Please believe in yourself and trust your instincts. There has to be a reason why you started to feel insecure about your relationship. Were you told something about these men and had she been spending more time with them? Had her behaviour or attitude suddenly changed? In any relationship we have a duty towards our partner in our actions and words, not to make them feel suspicious or insecure. You did the right thing to talk to her about the way you feel and in future don’t involve her family again. If there is nothing going on and she truly cares for you, she will do everything she can to help you trust her. If things don’t work out you will find someone else. Your girlfriend found you attractive and there will be many other girls who will also be attracted to you.

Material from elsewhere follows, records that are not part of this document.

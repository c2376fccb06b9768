// prose-core-client/prose-muc
//
// Copyright: 2023, Marc Bauer <mb@nesium.com>
// License: Mozilla Public License v2.0 (MPL v2.0)

pub use task_room_operation_backend::TaskRoomOperationBackend;

mod task_room_operation_backend;
impl RoomSession {
    fn start_operation(
        &self,
        kind: RoomOperationKind,
        nickname: Option<Nickname>,
        request: RoomOperationRequest,
        on_success: impl FnOnce() + Send + 'static,
        on_error: impl FnOnce(RoomOperationError) + Send + 'static,
    ) -> Result<RoomOperation, RoomError> {
        let key = OperationKey { kind, nickname };
        let controller = RoomOpController::new(
            self.inner.ctx.who(),
            self.room_id().clone(),
            kind.to_string(),
        )
        .with_timeout(self.inner.ctx.config.room_operation_timeout);
        let cancel_handle = controller.cancel_handle();
        let operation_id = self.inner.next_operation_id.fetch_add(1, Ordering::Relaxed);

        {
            let mut active_operations = self.inner.active_operations.lock();
            if active_operations.contains_key(&key) {
                return Err(RoomError::OperationInProgress {
                    room_id: self.room_id().clone(),
                    operation: kind.to_string(),
                });
            }
            active_operations.insert(key.clone(), (operation_id, cancel_handle.clone()));
        }

        let (outcome_tx, outcome_rx) = oneshot::channel();
        let session = self.clone();

        self.inner.runtime.spawn(async move {
            let backend = session.inner.backend.clone();
            let room_id = session.room_id().clone();
            let coordinator = session.inner.coordinator.clone();
            let error_coordinator = coordinator.clone();

            let state = controller
                .run(
                    move || backend.start_operation(&room_id, request),
                    move || coordinator.run(Box::new(on_success)),
                    move |error| error_coordinator.run(Box::new(move || on_error(error))),
                )
                .await;

            // Callbacks were queued on the coordinator before. Release the key after they ran.
            let coordinator = session.inner.coordinator.clone();
            coordinator.run(Box::new(move || {
                session.forget_operation(&key, operation_id);
                _ = outcome_tx.send(state);
            }));
        });

        Ok(RoomOperation {
            kind,
            cancel_handle,
            outcome: outcome_rx,
        })
    }

    fn forget_operation(&self, key: &OperationKey, operation_id: u64) {
        let mut active_operations = self.inner.active_operations.lock();
        if active_operations.get(key).map(|(id, _)| *id) == Some(operation_id) {
            active_operations.remove(key);
        }
    }

    fn publish_operation_error(&self, error: &RoomOperationError, nickname: Option<Nickname>) {
        let RoomOperationError::Muc(error) = error else {
            return;
        };
        self.publish_muc_error(error.clone(), nickname.or(self.inner.room.self_nickname()))
    }

    fn publish_muc_error(&self, error: MucError, nickname: Option<Nickname>) {
        let bus = self.inner.room.event_bus();

        let follow_up = match error {
            MucError::Conflict { .. } => Some(RoomEvent::NicknameConflict { nickname }),
            MucError::RegistrationRequired { .. } => {
                Some(RoomEvent::RegistrationRequired { nickname })
            }
            _ => None,
        };

        bus.publish(&RoomEvent::ErrorReceived { error });
        if let Some(event) = follow_up {
            bus.publish(&event);
        }
    }

    fn ensure_open(&self) -> Result<(), RoomError> {
        if !self.inner.room.is_open() {
            return Err(RoomError::RoomIsClosed(self.room_id().clone()));
        }
        Ok(())
    }

    fn self_occupant(&self) -> Result<Occupant, RoomError> {
        self.ensure_open()?;
        self.inner
            .room
            .self_occupant()
            .ok_or(RoomError::NotJoined(self.room_id().clone()))
    }

    fn occupant(&self, nickname: &Nickname) -> Result<Occupant, RoomError> {
        self.inner
            .room
            .occupant(nickname)
            .ok_or(RoomError::OccupantNotFound {
                room_id: self.room_id().clone(),
                nickname: nickname.clone(),
            })
    }

    fn not_allowed(&self, action: impl Into<String>) -> RoomError {
        RoomError::NotAllowed {
            room_id: self.room_id().clone(),
            action: action.into(),
        }
    }
}
// prose-core-client/prose-muc
//
// Copyright: 2023, Marc Bauer <mb@nesium.com>
// License: Mozilla Public License v2.0 (MPL v2.0)

use prose_muc::domain::rooms::models::{Occupant, OccupantStatus, Room, RoomAffiliation, RoomRole};
use prose_muc::test::{mock_data, EventRecorder};
use prose_muc::{AppDependencies, RoomEventBus, RoomSession};

mod channel_coordinator;
mod room_session;

pub fn occupant(nickname: &str, affiliation: RoomAffiliation, role: RoomRole) -> Occupant {
    Occupant::new(nickname, affiliation, role, OccupantStatus::available())
}

/// Returns a session for a room we've joined as `me`, together with a recorder that captures
/// the events published after setup.
pub fn joined_session(
    deps: &AppDependencies,
    me: Option<Occupant>,
    others: Vec<Occupant>,
) -> (RoomSession, EventRecorder) {
    let bus = RoomEventBus::new(mock_data::room_id());
    let room = Room::new(mock_data::room_id(), bus.clone());

    if let Some(me) = me {
        room.add_self_occupant(me);
    }
    for occupant in others {
        room.insert_occupant(occupant);
    }

    let recorder = EventRecorder::attach(&bus);
    (RoomSession::new(deps, room), recorder)
}
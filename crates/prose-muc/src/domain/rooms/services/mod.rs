// prose-core-client/prose-muc
//
// Copyright: 2023, Marc Bauer <mb@nesium.com>
// License: Mozilla Public License v2.0 (MPL v2.0)

pub use room_management_service::RoomManagementService;
pub use room_operation_backend::{
    CancelHook, RoomOperationBackend, RoomOperationHandle, RoomOperationRequest,
    RoomOperationResult,
};

mod room_management_service;
mod room_operation_backend;

#[cfg(feature = "test")]
pub mod mocks {
    pub use super::room_management_service::MockRoomManagementService;
    pub use super::room_operation_backend::MockRoomOperationBackend;
}
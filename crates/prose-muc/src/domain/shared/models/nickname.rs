// prose-core-client/prose-muc
//
// Copyright: 2023, Marc Bauer <mb@nesium.com>
// License: Mozilla Public License v2.0 (MPL v2.0)

use crate::util::id_string;

id_string!(
    /// The name under which an occupant is known within a room. Unique within a room's roster.
    Nickname
);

Film star good looks are not everything; women go for character, a sense of humour, and someone who is dependable, loving and caring; you just need to build up your self esteem. Write down all your achievements and plus points and learn to appreciate them. If you can’t like and admire yourself, how can you expect anyone else to? It is a fact that there are many more single women around than men and you will be in demand. Begin to think about yourself and your own needs. Go out as much as possible and see friends but don’t talk about your girlfriend. Join in new activities such as a sports club or evening classes and try to make new friends. There is nothing wrong with you, you just need to spend time with people who appreciate you for who you are and with whom you can have some fun. Once you become independent and start to enjoy yourself you may not want your girlfriend back!